Presidente do Pontifício Conselho Justiça e Paz deu conferência na arquidiocese de Colônia

Para superar a crise social e ambiental de hoje, precisamos de uma revolução cultural; mas isto não significa uma negação ingênua da tecnologia e dos benefícios da sociedade moderna: ao contrário, significa colocar o engenho humano a serviço de um progresso saudável e integral, destacou o cardeal Peter Turkson neste sábado, 5 de março, durante conferência organizada em Bad Honnef, na Alemanha, pela arquidiocese de Colônia.

A associação acadêmica para a promoção da doutrina social da Igreja, Ordo Socialis, entregou na ocasião um prêmio ao cardeal Rodríguez Maradiaga pelo seu compromisso contra a exclusão e a pobreza.

Segundo o diário Osservatore Romano, o tema do evento foi a agenda 2030 e as novas metas de desenvolvimento sustentável das Nações Unidas, que o cardeal Turkson reinterpretou à luz da Laudato Si’, convidando os ouvintes a derrubarem o que o papa chama de “mitos da modernidade”: o individualismo, o progresso ilimitado, a competição, o consumismo, o mercado não regulamentado.

A proposta do cardeal é a de uma visão mais profunda do relacionamento entre o homem e a terra em que ele vive, de modo que a beleza e a saúde do planeta sejam preservadas para as gerações futuras.
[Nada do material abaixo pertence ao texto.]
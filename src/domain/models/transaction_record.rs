//! Durable audit records of processed ledger transactions.

use chrono::{DateTime, Utc};
use serde::{Deserialize, Serialize};

use super::chain_event::{EventEnvelope, EventType};

/// One recorded processing failure for a transaction.
#[derive(Debug, Clone, PartialEq, Serialize, Deserialize)]
pub struct ProcessingError {
    pub message: String,
    pub timestamp: DateTime<Utc>,
}

/// Append-only record of a ledger transaction observed by the sync
/// pipeline. Records with `processed = false` are candidates for retry on
/// the next recovery pass.
#[derive(Debug, Clone, PartialEq, Serialize, Deserialize)]
#[serde(rename_all = "camelCase")]
pub struct TransactionRecord {
    pub transaction_hash: String,
    pub block_number: u64,
    pub event_type: EventType,
    /// Decoded event arguments.
    pub data: serde_json::Value,
    pub timestamp: DateTime<Utc>,
    pub processed: bool,
    /// Ordered history of handler failures for this transaction.
    #[serde(default)]
    pub processing_errors: Vec<ProcessingError>,
}

impl TransactionRecord {
    /// Build the unprocessed ledger entry for a freshly observed event.
    pub fn from_envelope(envelope: &EventEnvelope) -> Self {
        Self {
            transaction_hash: envelope.transaction_hash.clone(),
            block_number: envelope.block_number,
            event_type: envelope.event.event_type(),
            data: envelope.event.payload(),
            timestamp: Utc::now(),
            processed: false,
            processing_errors: Vec::new(),
        }
    }

    /// Rebuild the event envelope this record was created from, for
    /// re-driving unprocessed entries after a crash.
    pub fn to_envelope(&self) -> Result<EventEnvelope, serde_json::Error> {
        let event = super::chain_event::RegistryEvent::from_parts(
            self.event_type,
            self.data.clone(),
        )?;
        Ok(EventEnvelope {
            transaction_hash: self.transaction_hash.clone(),
            block_number: self.block_number,
            event,
        })
    }
}

#[cfg(test)]
mod tests {
    use super::*;
    use crate::domain::models::chain_event::RegistryEvent;

    #[test]
    fn test_envelope_round_trip() {
        let envelope = EventEnvelope {
            transaction_hash: "0xfeed".into(),
            block_number: 42,
            event: RegistryEvent::OwnershipTransferred {
                agent_id: "a1".into(),
                old_owner_id: "u1".into(),
                new_owner_id: "u2".into(),
            },
        };

        let record = TransactionRecord::from_envelope(&envelope);
        assert_eq!(record.event_type, EventType::OwnershipTransferred);
        assert!(!record.processed);
        assert_eq!(record.data["newOwnerId"], "u2");

        let rebuilt = record.to_envelope().unwrap();
        assert_eq!(rebuilt, envelope);
    }
}
//! SQLite adapters for the document store.

pub mod agent_store;
pub mod connection;
pub mod migrations;
pub mod transaction_ledger;

pub use agent_store::SqliteAgentStore;
pub use connection::{create_pool, create_test_pool, ConnectionError};
pub use migrations::{run_migrations, Migration, MigrationError};
pub use transaction_ledger::SqliteTransactionLedger;

use chrono::{DateTime, Utc};
use sqlx::SqlitePool;

use crate::domain::errors::StoreError;
use crate::domain::models::DatabaseConfig;

/// Parse an RFC3339 datetime from a row field.
pub(crate) fn parse_datetime(s: &str) -> Result<DateTime<Utc>, StoreError> {
    DateTime::parse_from_rfc3339(s)
        .map(|dt| dt.with_timezone(&Utc))
        .map_err(|e| StoreError::Serialization(e.to_string()))
}

/// Parse an optional JSON column.
pub(crate) fn parse_optional_json(
    s: Option<String>,
) -> Result<Option<serde_json::Value>, StoreError> {
    s.map(|s| serde_json::from_str(&s))
        .transpose()
        .map_err(|e| StoreError::Serialization(e.to_string()))
}

#[derive(Debug, thiserror::Error)]
pub enum DatabaseError {
    #[error("connection error: {0}")]
    Connection(#[from] ConnectionError),
    #[error("migration error: {0}")]
    Migration(#[from] MigrationError),
}

/// Open the configured pool and bring the schema up to date.
pub async fn initialize_database(config: &DatabaseConfig) -> Result<SqlitePool, DatabaseError> {
    let pool = create_pool(config).await?;
    run_migrations(&pool).await?;
    Ok(pool)
}

/// In-memory test pool with all migrations applied.
pub async fn create_migrated_test_pool() -> Result<SqlitePool, DatabaseError> {
    let pool = create_test_pool().await?;
    run_migrations(&pool).await?;
    Ok(pool)
}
O presidente do Pontifício Conselho Justiça e Paz também lembrou que, “desde a revolução industrial do século XVIII, a população mundial se multiplicou por nove”, incrementando dramaticamente a economia global.

“A tendência – observou o cardeal – não mostra sinais de abrandamento”: até meados deste século, a população mundial deverá ultrapassar os 9 bilhões de pessoas. “É uma mudança impressionante, em um curto período de tempo, e criará desafios econômicos, sociais e ambientais”.

“Os líderes mundiais se reuniram em Nova Iorque em setembro último para aprovar os 17 objetivos de desenvolvimento sustentável e, depois, na Cop21 de Paris, em dezembro, para se comprometerem com a eliminação gradual da utilização de combustíveis fósseis perigosos”. Mérito, em parte, do papa Francisco, que, continuando o magistério dos seus antecessores, acelerou com a sua encíclica o debate sobre estas questões.

Não se trata “de suplantar o tradicional pensamento de mercado”, nem de aderir a um “romantismo pré-industrial”; pelo contrário: “os instrumentos de mercado e as habilidades dos seus especialistas” devem ser colocados a serviço do desenvolvimento sustentável, até porque “os lucros abusivos não são intrínsecos ao bom funcionamento dos mercados”, como tampouco a corrupção e a crueldade.

Disse Turkson: “Uma melhor governança significa prosperidade mais genuína. Tanto os teóricos clássicos quanto os contemporâneos apontam na base do bom funcionamento do mercado algumas virtudes como a confiança, a honestidade, a solidariedade, a reciprocidade e a cooperação (…) Se algo é intrínseco aos mercados, não é o vício, mas a virtude. Portanto, não há nada de estranho em desafiar os mercados a produzirem resultados virtuosos, como o bem comum, a sustentabilidade e a solidariedade”.